Anyway, one last thing. I don’t usually stop to address comments on my way to the finish line of this book, but I want to address those who accuse me of sour grapes because Grant got rich and I did not. First, I don’t give a single crusty fuck what you think. But you make a good point, so in response I say this: Listen, if your best friend strikes it rich, especially if he does it because you played a big part in his success, at first you’re gonna be really happy for him, especially when there is this pledge that exists between you two (“It is our duty to catapult each other into greatness!”), and it’s hugely obvious that you yourself have upheld your end of that pledge. At first you’re going to be ecstatic. In my case, I hung around like an idiot for five years wondering why Grant wasn’t allowing me to share in the success I’d helped him build. I blamed myself, people. At one point Grant started bloviating about how, if you wanted to be part of his group, you had to “bring something to the table.” So, never mind that I actually helped build the fucking table Grant was talking about, I actually got my real-estate license, because I knew Grant was going to start buying up buildings like a slumlord. I made it obvious I was doing this to “bring something to the table.” (I think I told him something like, “Grant, I am getting my real-estate license to bring something to the table.”) But within about three months after me getting my license, Grant bought and/or sold about $1.5 million in property. However, he never used me as his agent. He used some other agent, someone who’d shown him some properties the year before, because to do otherwise would have seemed “disloyal.” Even after that I hung on like the loyal idiot-squid that I was. It literally took the actual burning down of my house, and Grant’s subsequent assholery, for me to finally cut the tether. And even then I said nothing. For almost a year.
Anyway, what I’m getting at is this; one) writers don’t become writers to get rich. We become writers because we are cursed and can’t help it. And two) what the hell do riches have to do with greatness? Grant and I did not pledge to each other, “It is our duty to catapult each other to riches.” No, we did not.
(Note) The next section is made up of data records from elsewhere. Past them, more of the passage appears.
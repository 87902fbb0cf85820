//! Canvas-to-world scaling and anchored placement.
//!
//! A [`CanvasScaler`] owns one root node in the scene graph and maintains the
//! mapping between canvas pixel space and a fixed-reference world coordinate
//! system. Descendant nodes carrying an [`AnchorSpec`] are positioned from
//! orientation-resolved anchor fractions and reference offsets, and are
//! repositioned every time the scaler recomputes.
//!
//! Which scaler owns an anchored node is a composition-time fact: nodes enter
//! a scaler's scope by being [`CanvasScaler::attach`]ed into its subtree.

use crate::camera::{PerspectiveCamera, Viewport};
use crate::scene::SceneGraph;
use crate::types::{NodeId, Orientation, OrientedValue};
use glam::Vec3;

/// Anchor-relative placement options for a scene node.
///
/// Position per axis = `anchor * scaler_extent + ref - half_extent`: an anchor
/// fraction of the scaler's world area plus a fixed world-unit offset,
/// recentred.
#[derive(Copy, Clone, Debug, Default, PartialEq)]
pub struct AnchorSpec {
    pub ref_x: OrientedValue,
    pub ref_y: OrientedValue,
    pub anchor_x: OrientedValue,
    pub anchor_y: OrientedValue,
    /// Cancels the scaler's uniform scale on this node, producing a child
    /// that keeps a fixed pixel size regardless of reference-resolution zoom.
    pub negate_scaler_scale: bool,
}

impl AnchorSpec {
    pub fn new(
        ref_x: impl Into<OrientedValue>,
        ref_y: impl Into<OrientedValue>,
        anchor_x: impl Into<OrientedValue>,
        anchor_y: impl Into<OrientedValue>,
    ) -> Self {
        Self {
            ref_x: ref_x.into(),
            ref_y: ref_y.into(),
            anchor_x: anchor_x.into(),
            anchor_y: anchor_y.into(),
            negate_scaler_scale: false,
        }
    }

    /// Centre of the scaler area with no offset.
    pub fn centered() -> Self {
        Self::new(0.0, 0.0, 0.5, 0.5)
    }

    pub fn negate_scale(mut self) -> Self {
        self.negate_scaler_scale = true;
        self
    }
}

/// Derived scaling metrics, recomputed by [`CanvasScaler::update_scale`].
///
/// Extents are stored in *unscaled* reference units (already divided by the
/// applied scale) so anchor math stays resolution-independent.
#[derive(Copy, Clone, Debug, PartialEq)]
pub struct ScalerMetrics {
    pub width: f32,
    pub height: f32,
    pub half_width: f32,
    pub half_height: f32,
    /// Canvas pixels per world unit at the focal plane, before the reference
    /// scale division.
    pub pixels_per_world_unit: f32,
    /// Uniform scale applied to the scaler's root node.
    pub scale: f32,
    pub orientation: Orientation,
}

impl ScalerMetrics {
    /// Canvas pixels per reference unit, i.e. the pre-division density times
    /// the applied scale. Point-size uniforms are expressed in these units.
    pub fn pixels_per_reference_unit(&self) -> f32 {
        self.pixels_per_world_unit * self.scale
    }
}

impl Default for ScalerMetrics {
    fn default() -> Self {
        Self {
            width: 0.0,
            height: 0.0,
            half_width: 0.0,
            half_height: 0.0,
            pixels_per_world_unit: 0.0,
            scale: 1.0,
            orientation: Orientation::Landscape,
        }
    }
}

/// Identifier for a registered notify callback.
pub type NotifyId = usize;

type NotifyFn = Box<dyn FnMut(&ScalerMetrics)>;
type RepositionHook = Box<dyn FnMut(NodeId, &ScalerMetrics)>;

/// Maintains the mapping between canvas pixels and the fixed-reference world
/// coordinate system, and keeps anchored descendants positioned.
pub struct CanvasScaler {
    root: NodeId,
    ref_width: f32,
    ref_height: f32,
    metrics: ScalerMetrics,
    notifies: Vec<(NotifyId, NotifyFn)>,
    next_notify: NotifyId,
    reposition_hooks: Vec<(NodeId, RepositionHook)>,
}

impl CanvasScaler {
    /// Creates the scaler's root node under `parent` and computes the initial
    /// scale.
    pub fn new(
        graph: &mut SceneGraph,
        parent: Option<NodeId>,
        ref_width: f32,
        ref_height: f32,
        camera: &PerspectiveCamera,
        viewport: &Viewport,
    ) -> Self {
        let root = graph.add_node();
        if let Some(parent) = parent {
            graph.add_child(parent, root);
        }

        let mut scaler = Self {
            root,
            ref_width,
            ref_height,
            metrics: ScalerMetrics::default(),
            notifies: Vec::new(),
            next_notify: 0,
            reposition_hooks: Vec::new(),
        };
        scaler.update_scale(graph, camera, viewport);
        scaler
    }

    pub fn root(&self) -> NodeId {
        self.root
    }

    pub fn metrics(&self) -> &ScalerMetrics {
        &self.metrics
    }

    pub fn width(&self) -> f32 {
        self.metrics.width
    }

    pub fn height(&self) -> f32 {
        self.metrics.height
    }

    pub fn half_width(&self) -> f32 {
        self.metrics.half_width
    }

    pub fn half_height(&self) -> f32 {
        self.metrics.half_height
    }

    pub fn pixels_per_world_unit(&self) -> f32 {
        self.metrics.pixels_per_world_unit
    }

    /// Recomputes the world extents and scale from the camera frustum and
    /// canvas dimensions, then repositions every anchored descendant and
    /// invokes the registered notify callbacks (descendants first).
    ///
    /// Must run on construction and whenever the canvas client size changes.
    pub fn update_scale(
        &mut self,
        graph: &mut SceneGraph,
        camera: &PerspectiveCamera,
        viewport: &Viewport,
    ) {
        let bottom_left = camera.ndc_to_focal_plane(-1.0, -1.0);
        let top_right = camera.ndc_to_focal_plane(1.0, 1.0);

        let mut width = top_right.x - bottom_left.x;
        let mut height = top_right.y - bottom_left.y;
        let pixels_per_world_unit = viewport.width / width;

        let short_size = width.min(height);
        let short_ref_size = self.ref_width.min(self.ref_height);
        let scale = short_size / short_ref_size;

        graph.set_uniform_scale(self.root, scale);

        // Compensate for the scale now applied to the root so descendants
        // keep working in reference units.
        width /= scale;
        height /= scale;

        self.metrics = ScalerMetrics {
            width,
            height,
            half_width: width * 0.5,
            half_height: height * 0.5,
            pixels_per_world_unit,
            scale,
            orientation: viewport.orientation(),
        };

        for id in graph.descendants(self.root) {
            self.update_position(graph, id);
        }

        let metrics = self.metrics;
        for (_, notify) in &mut self.notifies {
            notify(&metrics);
        }
    }

    /// Inserts `child` under `parent` within this scaler's scope and eagerly
    /// repositions any anchored node in the added subtree, so content created
    /// after the last resize still lands in the right place.
    pub fn attach(&mut self, graph: &mut SceneGraph, parent: NodeId, child: NodeId) {
        graph.add_child(parent, child);
        for id in graph.descendants(child) {
            self.update_position(graph, id);
        }
    }

    /// As [`CanvasScaler::attach`] with the scaler root as the parent.
    pub fn attach_to_root(&mut self, graph: &mut SceneGraph, child: NodeId) {
        let root = self.root;
        self.attach(graph, root, child);
    }

    /// Resolves an anchored node's position from its [`AnchorSpec`] and the
    /// current metrics, then runs the node's reposition hook if one is set.
    /// Nodes without an anchor are left untouched.
    pub fn update_position(&mut self, graph: &mut SceneGraph, id: NodeId) {
        let spec = match graph.get(id).and_then(|node| node.anchor) {
            Some(spec) => spec,
            None => return,
        };

        let m = self.metrics;
        let orientation = m.orientation;

        let mut position = Vec3::new(
            spec.anchor_x.resolve(orientation) * m.width + spec.ref_x.resolve(orientation)
                - m.half_width,
            spec.anchor_y.resolve(orientation) * m.height + spec.ref_y.resolve(orientation)
                - m.half_height,
            0.0,
        );

        if let Some(node) = graph.get_mut(id) {
            if spec.negate_scaler_scale {
                position /= m.scale;
                node.scale = Vec3::splat(1.0 / m.scale);
            }
            node.position = position;
        }

        for (hook_id, hook) in &mut self.reposition_hooks {
            if *hook_id == id {
                hook(id, &m);
            }
        }
    }

    /// Merges a change into the node's anchor options and immediately
    /// re-resolves its position.
    pub fn update_anchor(
        &mut self,
        graph: &mut SceneGraph,
        id: NodeId,
        merge: impl FnOnce(&mut AnchorSpec),
    ) {
        if let Some(node) = graph.get_mut(id) {
            let mut spec = node.anchor.unwrap_or_default();
            merge(&mut spec);
            node.anchor = Some(spec);
        }
        self.update_position(graph, id);
    }

    /// Registers a callback invoked after every recompute. When `call_now` is
    /// set the callback also runs immediately with the current metrics.
    pub fn add_notify(
        &mut self,
        mut notify: impl FnMut(&ScalerMetrics) + 'static,
        call_now: bool,
    ) -> NotifyId {
        if call_now {
            notify(&self.metrics);
        }
        let id = self.next_notify;
        self.next_notify += 1;
        self.notifies.push((id, Box::new(notify)));
        id
    }

    pub fn remove_notify(&mut self, id: NotifyId) {
        self.notifies.retain(|(notify_id, _)| *notify_id != id);
    }

    /// Attaches a hook run whenever the given node is repositioned, used to
    /// keep pixel-density-dependent state (point size uniforms) in sync.
    pub fn set_reposition_hook(
        &mut self,
        node: NodeId,
        hook: impl FnMut(NodeId, &ScalerMetrics) + 'static,
    ) {
        self.clear_reposition_hook(node);
        self.reposition_hooks.push((node, Box::new(hook)));
    }

    pub fn clear_reposition_hook(&mut self, node: NodeId) {
        self.reposition_hooks.retain(|(id, _)| *id != node);
    }
}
So do I have sour grapes? Fuck yes I do. But not because Grant is now rolling in riches. It’s because Grant traded greatness for those riches, get it? If you don’t agree, then I suggest you go buy yourself a fucking “Pack Your Bags and Follow Jesus” Sister Louisa luggage tag at Church Merch, or a $9 “Peter Meter” that is just a 25-cent Walmart ruler with the words “Fuck Fear” printed on the side. Riches are fleeting, people, greatness is not. So fuck Grant Henry, fuck him right in the face with a broken bottle full of sour grapes for all I care.